Start of Block

/// Resolves one `product_status.fixed` id. `Ok(None)` means the product is
/// not an RPM remediation we can express.
fn resolve_remediation(product_id: &str, maps: &ProductMaps) -> Result<Option<(String, Remediation)>> {
    let nevra = match Nevra::from_product_id(product_id) {
        Ok(nevra) => nevra,
        Err(e) => {
            debug!(product_id, error = %e, "skipping product id");
            return Ok(None);
        }
    };

    let (Some(purl), Some(cpe)) = (maps.purls.get(&nevra.purl_key()), maps.cpes.get(&nevra.product))
    else {
        debug!(product_id, "product id not found in product tree");
        return Ok(None);
    };

    if !purl.starts_with("pkg:rpm/") {
        debug!(product_id, purl = %purl, "skipping non-RPM remediation");
        return Ok(None);
    }

    let rpm = RpmRangeParser.remediation(purl)?;
    let ecosystem = redhat_ecosystem(cpe)?;

    Ok(Some((
        cpe.clone(),
        Remediation {
            ecosystem,
            component: nevra.component,
            fixed_purl: purl.clone(),
            purl: rpm.purl,
        },
    )))
}

impl super::Converter for RedHatConverter {
    fn name(&self) -> &'static str {
        "Red Hat CSAF"
    }

    fn format(&self) -> SourceFormat {
        SourceFormat::RedHat
    }

    fn convert_str(&self, content: &str, ctx: &ConvertContext<'_>) -> Result<Vec<Record>> {
        let doc: CsafDocument = serde_json::from_str(content)?;

        if doc.document.category != "csaf_vex" || doc.document.csaf_version != "2.0" {
            return Err(ConvertError::Structural(format!(
                "can only handle csaf_vex 2.0 documents, got {} {}",
                doc.document.category, doc.document.csaf_version
            )));
        }

        let Some(id) = Self::advisory_id(&doc) else {
            return Ok(vec![Record::failed(
                "<unknown>",
                ConvertError::MissingField("document.tracking.id"),
            )]);
        };

        let fingerprint = Self::fingerprint(&doc);
        let record = ctx.record(SourceFormat::RedHat, id.clone(), fingerprint, || {
            self.convert_document(&id, &doc, ctx)
        });
        Ok(vec![record])
    }
}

End of Block

*YOUR INSTRUCTIONS*. Could you copy every line from the records that mentions the word "category"?

*RESULT OF THE TASK*.
        if doc.document.category != "csaf_vex" || doc.document.csaf_version != "2.0" {
                doc.document.category, doc.document.csaf_version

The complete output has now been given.